[Start of section]

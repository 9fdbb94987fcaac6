// src/tests/router_tests/auth_tests.rs
use crate::db::sessions;
use crate::tests::utils::{
    body_string, get, location, login_cookie, post_form, test_app, ADMIN_EMAIL,
};
use crate::time::now_unix;

const PROTECTED_GETS: [&str; 3] = ["/admin/dashboard", "/admin/cadastrar", "/admin/editar/abc"];
const PROTECTED_POSTS: [&str; 3] = ["/admin/cadastrar", "/admin/editar/abc", "/admin/excluir/abc"];

fn assert_redirects_to_login(app: &crate::app::App, cookie: Option<&str>) {
    for path in PROTECTED_GETS {
        let resp = get(app, path, cookie);
        assert_eq!(resp.status(), 302, "GET {path}");
        assert_eq!(location(&resp), "/admin/login", "GET {path}");
    }
    for path in PROTECTED_POSTS {
        let resp = post_form(app, path, cookie, &[("titulo", "x")]);
        assert_eq!(resp.status(), 302, "POST {path}");
        assert_eq!(location(&resp), "/admin/login", "POST {path}");
    }
}

#[test]
fn login_page_loads_successfully() {
    let app = test_app();
    let resp = get(&app, "/admin/login", None);
    assert_eq!(resp.status(), 200);

    let body = body_string(resp);
    assert!(body.contains("Área do corretor"));
    assert!(body.contains("name=\"password\""));
}

#[test]
fn admin_root_redirects_to_dashboard() {
    let app = test_app();
    let resp = get(&app, "/admin", None);
    assert_eq!(resp.status(), 302);
    assert_eq!(location(&resp), "/admin/dashboard");
}

#[test]
fn protected_routes_redirect_without_cookie() {
    let app = test_app();
    assert_redirects_to_login(&app, None);
}

#[test]
fn protected_routes_redirect_with_unknown_cookie() {
    let app = test_app();
    assert_redirects_to_login(&app, Some("session=not-a-real-token"));
}

#[test]
fn protected_routes_redirect_when_backend_session_is_gone() {
    let app = test_app();
    let cookie = login_cookie(&app);
    let token = cookie.trim_start_matches("session=");

    let session = app
        .db
        .with_conn(|conn| sessions::load_session(conn, token, now_unix()))
        .unwrap()
        .expect("web session stored");
    app.backend.delete_session(&session.backend_secret).unwrap();

    assert_redirects_to_login(&app, Some(&cookie));
}

#[test]
fn valid_login_sets_cookie_and_opens_dashboard() {
    let app = test_app();
    let cookie = login_cookie(&app);
    assert!(cookie.starts_with("session="));

    let resp = get(&app, "/admin/dashboard", Some(&cookie));
    assert_eq!(resp.status(), 200);
    let body = body_string(resp);
    assert!(body.contains("Meus imóveis"));
    assert!(body.contains(ADMIN_EMAIL));

    let login_again = get(&app, "/admin/login", Some(&cookie));
    assert_eq!(login_again.status(), 302);
    assert_eq!(location(&login_again), "/admin/dashboard");
}

#[test]
fn wrong_password_rerenders_form_with_401() {
    let app = test_app();
    let resp = post_form(
        &app,
        "/admin/login",
        None,
        &[("email", ADMIN_EMAIL), ("password", "errada")],
    );
    assert_eq!(resp.status(), 401);
    assert!(resp.headers().get("Set-Cookie").is_none());

    let body = body_string(resp);
    assert!(body.contains("E-mail ou senha inválidos"));
    assert!(body.contains(ADMIN_EMAIL));
}

#[test]
fn malformed_email_is_a_400() {
    let app = test_app();
    let resp = post_form(&app, "/admin/login", None, &[("email", "sem-arroba"), ("password", "x")]);
    assert_eq!(resp.status(), 400);
}

#[test]
fn logout_ends_both_sessions() {
    let app = test_app();
    let cookie = login_cookie(&app);
    let token = cookie.trim_start_matches("session=").to_string();
    let secret = app
        .db
        .with_conn(|conn| sessions::load_session(conn, &token, now_unix()))
        .unwrap()
        .unwrap()
        .backend_secret;

    let resp = post_form(&app, "/admin/logout", Some(&cookie), &[]);
    assert_eq!(resp.status(), 302);
    assert_eq!(location(&resp), "/admin/login");
    let set_cookie = resp.headers().get("Set-Cookie").unwrap().to_str().unwrap();
    assert!(set_cookie.contains("Max-Age=0"));

    assert!(app.backend.get_account(&secret).is_err());
    let after = get(&app, "/admin/dashboard", Some(&cookie));
    assert_eq!(after.status(), 302);
}

#[test]
fn logout_without_session_still_redirects() {
    let app = test_app();
    let resp = post_form(&app, "/admin/logout", None, &[]);
    assert_eq!(resp.status(), 302);
    assert_eq!(location(&resp), "/admin/login");
}

#[test]
fn session_store_failure_redirects_to_login() {
    let app = test_app();
    let cookie = login_cookie(&app);

    app.db
        .with_conn(|conn| {
            conn.execute_batch("drop table admin_sessions")
                .map_err(|e| crate::errors::ServerError::DbError(e.to_string()))
        })
        .unwrap();

    let resp = get(&app, "/admin/dashboard", Some(&cookie));
    assert_eq!(resp.status(), 302);
    assert_eq!(location(&resp), "/admin/login");
}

[End of section]

### Exercise instructions
Having read the entries above, set each one down again exactly.

### Response
repository 9fdbb94987fcaac6
// src/tests/router_tests/auth_tests.rs
use crate::db::sessions;
use crate::tests::utils::{
    body_string, get, location, login_cookie, post_form, test_app, ADMIN_EMAIL,
};
use crate::time::now_unix;

const PROTECTED_GETS: [&str; 3] = ["/admin/dashboard", "/admin/cadastrar", "/admin/editar/abc"];
const PROTECTED_POSTS: [&str; 3] = ["/admin/cadastrar", "/admin/editar/abc", "/admin/excluir/abc"];

fn assert_redirects_to_login(app: &crate::app::App, cookie: Option<&str>) {
    for path in PROTECTED_GETS {
        let resp = get(app, path, cookie);
        assert_eq!(resp.status(), 302, "GET {path}");
        assert_eq!(location(&resp), "/admin/login", "GET {path}");
    }
    for path in PROTECTED_POSTS {
        let resp = post_form(app, path, cookie, &[("titulo", "x")]);
        assert_eq!(resp.status(), 302, "POST {path}");
        assert_eq!(location(&resp), "/admin/login", "POST {path}");
    }
}

#[test]
fn login_page_loads_successfully() {
    let app = test_app();
    let resp = get(&app, "/admin/login", None);
    assert_eq!(resp.status(), 200);

    let body = body_string(resp);
    assert!(body.contains("Área do corretor"));
    assert!(body.contains("name=\"password\""));
}

#[test]
fn admin_root_redirects_to_dashboard() {
    let app = test_app();
    let resp = get(&app, "/admin", None);
    assert_eq!(resp.status(), 302);
    assert_eq!(location(&resp), "/admin/dashboard");
}

#[test]
fn protected_routes_redirect_without_cookie() {
    let app = test_app();
    assert_redirects_to_login(&app, None);
}

#[test]
fn protected_routes_redirect_with_unknown_cookie() {
    let app = test_app();
    assert_redirects_to_login(&app, Some("session=not-a-real-token"));
}

#[test]
fn protected_routes_redirect_when_backend_session_is_gone() {
    let app = test_app();
    let cookie = login_cookie(&app);
    let token = cookie.trim_start_matches("session=");

    let session = app
        .db
        .with_conn(|conn| sessions::load_session(conn, token, now_unix()))
        .unwrap()
        .expect("web session stored");
    app.backend.delete_session(&session.backend_secret).unwrap();

    assert_redirects_to_login(&app, Some(&cookie));
}

#[test]
fn valid_login_sets_cookie_and_opens_dashboard() {
    let app = test_app();
    let cookie = login_cookie(&app);
    assert!(cookie.starts_with("session="));

    let resp = get(&app, "/admin/dashboard", Some(&cookie));
    assert_eq!(resp.status(), 200);
    let body = body_string(resp);
    assert!(body.contains("Meus imóveis"));
    assert!(body.contains(ADMIN_EMAIL));

    let login_again = get(&app, "/admin/login", Some(&cookie));
    assert_eq!(login_again.status(), 302);
    assert_eq!(location(&login_again), "/admin/dashboard");
}

#[test]
fn wrong_password_rerenders_form_with_401() {
    let app = test_app();
    let resp = post_form(
        &app,
        "/admin/login",
        None,
        &[("email", ADMIN_EMAIL), ("password", "errada")],
    );
    assert_eq!(resp.status(), 401);
    assert!(resp.headers().get("Set-Cookie").is_none());

    let body = body_string(resp);
    assert!(body.contains("E-mail ou senha inválidos"));
    assert!(body.contains(ADMIN_EMAIL));
}

#[test]
fn malformed_email_is_a_400() {
    let app = test_app();
    let resp = post_form(&app, "/admin/login", None, &[("email", "sem-arroba"), ("password", "x")]);
    assert_eq!(resp.status(), 400);
}

#[test]
fn logout_ends_both_sessions() {
    let app = test_app();
    let cookie = login_cookie(&app);
    let token = cookie.trim_start_matches("session=").to_string();
    let secret = app
        .db
        .with_conn(|conn| sessions::load_session(conn, &token, now_unix()))
        .unwrap()
        .unwrap()
        .backend_secret;

    let resp = post_form(&app, "/admin/logout", Some(&cookie), &[]);
    assert_eq!(resp.status(), 302);
    assert_eq!(location(&resp), "/admin/login");
    let set_cookie = resp.headers().get("Set-Cookie").unwrap().to_str().unwrap();
    assert!(set_cookie.contains("Max-Age=0"));

    assert!(app.backend.get_account(&secret).is_err());
    let after = get(&app, "/admin/dashboard", Some(&cookie));
    assert_eq!(after.status(), 302);
}

#[test]
fn logout_without_session_still_redirects() {
    let app = test_app();
    let resp = post_form(&app, "/admin/logout", None, &[]);
    assert_eq!(resp.status(), 302);
    assert_eq!(location(&resp), "/admin/login");
}

#[test]
fn session_store_failure_redirects_to_login() {
    let app = test_app();
    let cookie = login_cookie(&app);

    app.db
        .with_conn(|conn| {
            conn.execute_batch("drop table admin_sessions")
                .map_err(|e| crate::errors::ServerError::DbError(e.to_string()))
        })
        .unwrap();

    let resp = get(&app, "/admin/dashboard", Some(&cookie));
    assert_eq!(resp.status(), 302);
    assert_eq!(location(&resp), "/admin/login");
}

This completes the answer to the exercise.